The one is opposed then to the many in numbers as measure to thing
measurable; and these are opposed as are the relatives which are not
from their very nature relatives. We have distinguished elsewhere
the two senses in which relatives are so called:-(1) as contraries;
(2) as knowledge to thing known, a term being called relative
because another is relative to it. There is nothing to prevent one
from being fewer than something, e.g. than two; for if one is fewer,
it is not therefore few. Plurality is as it were the class to which
number belongs; for number is plurality measurable by one, and one and
number are in a sense opposed, not as contrary, but as we have said
some relative terms are opposed; for inasmuch as one is measure and
the other measurable, they are opposed. This is why not everything
that is one is a number; i.e. if the thing is indivisible it is not
a number. But though knowledge is similarly spoken of as relative to
the knowable, the relation does not work out similarly; for while
knowledge might be thought to be the measure, and the knowable the
thing measured, the fact that all knowledge is knowable, but not all
that is knowable is knowledge, because in a sense knowledge is
measured by the knowable.-Plurality is contrary neither to the few
(the many being contrary to this as excessive plurality to plurality
exceeded), nor to the one in every sense; but in the one sense these
are contrary, as has been said, because the former is divisible and
the latter indivisible, while in another sense they are relative as
knowledge is to knowable, if plurality is number and the one is a

Since contraries admit of an intermediate and in some cases have
it, intermediates must be composed of the contraries. For (1) all
intermediates are in the same genus as the things between which they
stand. For we call those things intermediates, into which that which
changes must change first; e.g. if we were to pass from the highest
string to the lowest by the smallest intervals, we should come
sooner to the intermediate notes, and in colours if we were to pass
from white to black, we should come sooner to crimson and grey than to
black; and similarly in all other cases. But to change from one
genus to another genus is not possible except in an incidental way, as
from colour to figure. Intermediates, then, must be in the same
genus both as one another and as the things they stand between.

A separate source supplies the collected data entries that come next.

//! Configuration management for Courier Core

use anyhow::{Context, Result};
use std::env;
use std::fmt;
use validator::Validate;

/// Application configuration
#[derive(Debug, Clone)]
pub struct Config {
    /// HTTP server host
    pub http_host: String,
    /// HTTP server port
    pub http_port: u16,
    /// Shared AWS client configuration (SES and S3)
    pub aws: AwsConfig,
    /// Outgoing email configuration
    pub email: EmailConfig,
    /// Object storage configuration
    pub storage: StorageConfig,
    /// Logging and metrics configuration
    pub telemetry: TelemetryConfig,
    /// Whether to serve Swagger UI
    pub swagger_enabled: bool,
}

#[derive(Clone)]
pub struct AwsConfig {
    pub region: String,
    /// Custom endpoint (e.g. LocalStack). When set, S3 uses path-style addressing.
    pub endpoint_url: Option<String>,
    pub access_key_id: Option<String>,
    pub secret_access_key: Option<String>,
    /// Named profile from the shared credentials file
    pub profile: Option<String>,
}

impl fmt::Debug for AwsConfig {
    fn fmt(&self, f: &mut fmt::Formatter<'_>) -> fmt::Result {
        f.debug_struct("AwsConfig")
            .field("region", &self.region)
            .field("endpoint_url", &self.endpoint_url)
            .field("access_key_id", &self.access_key_id)
            .field(
                "secret_access_key",
                &self.secret_access_key.as_ref().map(|_| "***"),
            )
            .field("profile", &self.profile)
            .finish()
    }
}

#[derive(Debug, Clone, Validate)]
pub struct EmailConfig {
    /// Sender address, must be verified in SES
    #[validate(email)]
    pub sender: String,
    /// SES configuration set name (optional, for tracking)
    pub configuration_set: Option<String>,
}

#[derive(Debug, Clone)]
pub struct StorageConfig {
    /// Bucket holding templates and attachment files
    pub bucket_name: String,
}

#[derive(Debug, Clone)]
pub struct TelemetryConfig {
    /// "text" or "json"
    pub log_format: String,
    pub metrics_enabled: bool,
}

impl Default for TelemetryConfig {
    fn default() -> Self {
        Self {
            log_format: "text".to_string(),
            metrics_enabled: true,
        }
    }
}

impl Config {
    /// Load configuration from environment variables
    pub fn from_env() -> Result<Self> {
        let config = Self {
            http_host: env::var("HTTP_HOST").unwrap_or_else(|_| "0.0.0.0".to_string()),
            http_port: env::var("HTTP_PORT")
                .unwrap_or_else(|_| "8080".to_string())
                .parse()
                .context("Invalid HTTP_PORT")?,
            aws: AwsConfig {
                region: env::var("AWS_REGION").unwrap_or_else(|_| "us-east-1".to_string()),
                endpoint_url: non_empty_var("AWS_ENDPOINT_URL"),
                access_key_id: non_empty_var("AWS_ACCESS_KEY_ID"),
                secret_access_key: non_empty_var("AWS_SECRET_ACCESS_KEY"),
                profile: non_empty_var("AWS_PROFILE"),
            },
            email: EmailConfig {
                sender: env::var("EMAIL_SENDER").context("EMAIL_SENDER is required")?,
                configuration_set: non_empty_var("EMAIL_CONFIGURATION_SET"),
            },
            storage: StorageConfig {
                bucket_name: env::var("STORAGE_BUCKET_NAME")
                    .context("STORAGE_BUCKET_NAME is required")?,
            },
            telemetry: TelemetryConfig {
                log_format: env::var("LOG_FORMAT").unwrap_or_else(|_| "text".to_string()),
                metrics_enabled: env::var("METRICS_ENABLED")
                    .map(|s| parse_flag(&s))
                    .unwrap_or(true),
            },
            swagger_enabled: env::var("SWAGGER_ENABLED")
                .map(|s| parse_flag(&s))
                .unwrap_or(true),
        };

        config.validate()?;
        Ok(config)
    }

    /// Check values that cannot be expressed by the environment parsing alone
    pub fn validate(&self) -> Result<()> {
        self.email
            .validate()
            .context("EMAIL_SENDER must be a valid email address")?;

        if self.storage.bucket_name.trim().is_empty() {
            anyhow::bail!("STORAGE_BUCKET_NAME must not be empty");
        }

        Ok(())
    }

    /// Get HTTP server address
    pub fn http_addr(&self) -> String {
        format!("{}:{}", self.http_host, self.http_port)
    }
}

fn non_empty_var(key: &str) -> Option<String> {
    env::var(key).ok().filter(|v| !v.trim().is_empty())
}

fn parse_flag(value: &str) -> bool {
    matches!(value.trim().to_lowercase().as_str(), "true" | "1" | "yes")
}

But (2) all intermediates stand between opposites of some kind;
for only between these can change take place in virtue of their own
nature (so that an intermediate is impossible between things which are
not opposite; for then there would be change which was not from one
opposite towards the other). Of opposites, contradictories admit of no
middle term; for this is what contradiction is-an opposition, one or
other side of which must attach to anything whatever, i.e. which has
no intermediate. Of other opposites, some are relative, others
privative, others contrary. Of relative terms, those which are not
contrary have no intermediate; the reason is that they are not in
the same genus. For what intermediate could there be between knowledge
and knowable? But between great and small there is one.
(3) If intermediates are in the same genus, as has been shown, and
stand between contraries, they must be composed of these contraries.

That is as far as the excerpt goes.